- 1. Une mémoire précoce
- 2. La mémoire de Vichy : de la Libération à la fin des années 1960
- 3. Nouvelles approches au tournant des années 1970
- 4. La mémoire de la Résistance en retrait
- 5. Le mythe du résistantialisme et la réception de « La France de Vichy » de Robert Paxton
- 6. Une vision plus complexe au début du XXIe siècle
- 7. Bibliographie :
OCCUPATION (FRANCE) Mémoires et débats
La mémoire de Vichy : de la Libération à la fin des années 1960
Des premières comparutions des dignitaires de l'État français devant la Haute Cour de justice en 1944 à la deuxième loi d'amnistie de 1953, le régime de Vichy est moins objet d'histoire que de réprobation. Seule une poignée de nostalgiques porte cet étendard et attaque violemment la Résistance en créant le concept de « résistantialisme ». En 1948, l'abbé Desgranges, ancien résistant, dénonce dans Les Crimes masqués du résistantialisme l'« abominable exploitation de la vraie Résistance au profit de certains partis politiques ». La même année, un certain Mauloy signe un pamphlet Les Nouveaux Saigneurs qui stigmatise l'épuration menée par les résistants communistes et le rôle déstabilisateur qu'ils jouent dans le contexte de la guerre froide.

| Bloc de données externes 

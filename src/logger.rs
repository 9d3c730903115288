use std::fmt;
use std::panic::Location;
use std::sync::Arc;

use crate::backend::make_sink_from_config;
use crate::chain::{ChainBuilder, ProcessorChain};
use crate::config::LoggerConfig;
use crate::error::{Result, UsageError};
use crate::level::Severity;
use crate::record::LogCall;
use crate::registry::{CoreLogger, LoggerRegistry};
use crate::render::{CaptureBuffer, Rendered};
use crate::stage::LoggerRef;

/// Named, leveled logging entry point.
///
/// A handle starts uninitialised. [`initialise`](Self::initialise) attaches a
/// sink and binds a processor chain exactly once; later calls return the
/// same [`BoundLogger`]. To change configuration, build a new handle (or use
/// [`LoggerRegistry::reconfigure`]).
///
/// ```
/// use fedlog::{LoggerConfig, LoggerHandle};
///
/// let mut handle = LoggerHandle::new(LoggerConfig::default());
/// assert!(handle.info("too early").is_err());
///
/// handle.initialise().unwrap();
/// handle.info("hello").unwrap();
/// ```
pub struct LoggerHandle {
    config: LoggerConfig,
    registry: Arc<LoggerRegistry>,
    bound: Option<BoundLogger>,
}

impl LoggerHandle {
    /// Handle backed by its own private registry.
    pub fn new(config: LoggerConfig) -> Self {
        Self::with_registry(config, LoggerRegistry::shared())
    }

    pub fn with_registry(config: LoggerConfig, registry: Arc<LoggerRegistry>) -> Self {
        Self {
            config,
            registry,
            bound: None,
        }
    }

    pub fn name(&self) -> &str {
        &self.config.logger_name
    }

    pub fn config(&self) -> &LoggerConfig {
        &self.config
    }

    /// Mutable access to the configuration. Changes only take effect if made
    /// before the first [`initialise`](Self::initialise).
    pub fn config_mut(&mut self) -> &mut LoggerConfig {
        &mut self.config
    }

    pub fn registry(&self) -> &Arc<LoggerRegistry> {
        &self.registry
    }

    pub fn is_initialised(&self) -> bool {
        self.bound.is_some()
    }

    /// Set up the named logger and bind its processor chain.
    ///
    /// **Effects** (first call only)
    /// - validates the configuration,
    /// - sets the threshold of the registry's logger for this name,
    /// - clears whatever sink was attached and attaches exactly one: a
    ///   Graylog sink for `graylog`, a discard sink otherwise,
    /// - builds and binds the processor chain.
    pub fn initialise(&mut self) -> Result<BoundLogger> {
        if let Some(bound) = &self.bound {
            return Ok(bound.clone());
        }

        // everything fallible happens before the shared core logger is touched
        self.config.validate()?;
        let sink = make_sink_from_config(&self.config)?;

        let core = self.registry.get_logger(&self.config.logger_name);
        core.set_threshold(self.config.logging_level);
        if core.clear_sinks() {
            tracing::debug!(target: "fedlog", logger = %core.name(), "cleared previously attached sink");
        }
        core.attach(sink);

        let builder = ChainBuilder::from_config(&self.config);
        let chain = builder.build();
        let bound = BoundLogger {
            core,
            builder: Arc::new(builder),
            chain: Arc::new(chain),
        };

        tracing::debug!(
            target: "fedlog",
            logger = %self.config.logger_name,
            variant = %self.config.logging_variant,
            level = %self.config.logging_level,
            "logger initialised"
        );
        self.bound = Some(bound.clone());
        Ok(bound)
    }

    /// The bound logger, or a usage error before initialisation.
    pub fn bound(&self) -> Result<&BoundLogger> {
        self.bound.as_ref().ok_or_else(|| {
            UsageError::NotInitialised {
                logger: self.config.logger_name.clone(),
            }
            .into()
        })
    }

    pub fn capture(&self) -> Option<CaptureBuffer> {
        self.bound.as_ref().and_then(|b| b.capture().cloned())
    }

    #[track_caller]
    pub fn log(&self, level: Severity, call: impl Into<LogCall>) -> Result<Option<Rendered>> {
        let caller = Location::caller();
        self.bound()?.emit(level, call.into().located(caller))
    }

    #[track_caller]
    pub fn debug(&self, call: impl Into<LogCall>) -> Result<Option<Rendered>> {
        self.log(Severity::Debug, call)
    }

    #[track_caller]
    pub fn info(&self, call: impl Into<LogCall>) -> Result<Option<Rendered>> {
        self.log(Severity::Info, call)
    }

    #[track_caller]
    pub fn warning(&self, call: impl Into<LogCall>) -> Result<Option<Rendered>> {
        self.log(Severity::Warning, call)
    }

    #[track_caller]
    pub fn error(&self, call: impl Into<LogCall>) -> Result<Option<Rendered>> {
        self.log(Severity::Error, call)
    }

    #[track_caller]
    pub fn critical(&self, call: impl Into<LogCall>) -> Result<Option<Rendered>> {
        self.log(Severity::Critical, call)
    }
}

/// Ready-to-use emission handle: a core logger plus a bound processor chain.
///
/// Cheap to clone and `Send + Sync`. Concurrent emits are not ordered with
/// respect to each other.
#[derive(Clone)]
pub struct BoundLogger {
    core: Arc<CoreLogger>,
    builder: Arc<ChainBuilder>,
    chain: Arc<ProcessorChain>,
}

impl fmt::Debug for BoundLogger {
    fn fmt(&self, f: &mut fmt::Formatter<'_>) -> fmt::Result {
        f.debug_struct("BoundLogger")
            .field("name", &self.name())
            .field("threshold", &self.core.threshold())
            .field("chain", &self.chain)
            .finish()
    }
}

impl BoundLogger {
    pub fn name(&self) -> &str {
        self.core.name()
    }

    pub fn core(&self) -> &Arc<CoreLogger> {
        &self.core
    }

    pub fn chain(&self) -> &Arc<ProcessorChain> {
        &self.chain
    }

    /// Builder the bound chain came from; reuse it to derive chains that
    /// render into the same place.
    pub fn builder(&self) -> &ChainBuilder {
        &self.builder
    }

    /// Same core logger, different chain.
    pub fn with_chain(&self, chain: ProcessorChain) -> BoundLogger {
        BoundLogger {
            core: Arc::clone(&self.core),
            builder: Arc::clone(&self.builder),
            chain: Arc::new(chain),
        }
    }

    pub fn capture(&self) -> Option<&CaptureBuffer> {
        self.chain.renderer().capture()
    }

    /// Run one call through the chain and hand the result to the sink.
    ///
    /// **Returns**
    /// - `Ok(Some(..))` with what was emitted.
    /// - `Ok(None)` if the record was filtered out (e.g. below threshold).
    /// - `Err(..)` on a reserved caller field or a broken stage; nothing is
    ///   emitted in that case.
    pub fn emit(&self, level: Severity, call: LogCall) -> Result<Option<Rendered>> {
        let record = call.into_record()?;
        let logger = LoggerRef {
            name: self.core.name(),
            threshold: self.core.threshold(),
        };
        let rendered = self.chain.run(&logger, level, record)?;
        if let Some(out) = &rendered {
            self.core.emit(out);
        }
        Ok(rendered)
    }

    #[track_caller]
    pub fn log(&self, level: Severity, call: impl Into<LogCall>) -> Result<Option<Rendered>> {
        let caller = Location::caller();
        self.emit(level, call.into().located(caller))
    }

    #[track_caller]
    pub fn debug(&self, call: impl Into<LogCall>) -> Result<Option<Rendered>> {
        self.log(Severity::Debug, call)
    }

    #[track_caller]
    pub fn info(&self, call: impl Into<LogCall>) -> Result<Option<Rendered>> {
        self.log(Severity::Info, call)
    }

    #[track_caller]
    pub fn warning(&self, call: impl Into<LogCall>) -> Result<Option<Rendered>> {
        self.log(Severity::Warning, call)
    }

    #[track_caller]
    pub fn error(&self, call: impl Into<LogCall>) -> Result<Option<Rendered>> {
        self.log(Severity::Error, call)
    }

    #[track_caller]
    pub fn critical(&self, call: impl Into<LogCall>) -> Result<Option<Rendered>> {
        self.log(Severity::Critical, call)
    }
}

Mais la publication, en 1954, de l'Histoire de Vichy de l'historien Robert Aron change la donne. Cette volumineuse étude dominera l'historiographie du régime de Vichy durant vingt ans. Pondéré, suggérant que le régime n'était pas monolithique, Aron atténue l'image très négative qui prévalait jusqu'alors de Vichy et, en un sens, tente de lui redonner une certaine respectabilité. De son côté, dès 1956, le politologue Stanley Hoffmann propose la notion de « dictature pluraliste » pour caractériser le régime de Vichy. Celle-ci résulterait d'un surprenant amalgame entre, d'une part, d'importants bataillons réactionnaires et conservateurs, et, d'autre part, une petite fraction de la gauche. Cette approche s'inscrit dans le contexte du retour aux affaires d'une droite discréditée à la Libération. L'écrivain résistant Jean Cassou s'indigne de cette sorte d'amnésie vis-à-vis de Vichy dans La Mémoire courte (1953).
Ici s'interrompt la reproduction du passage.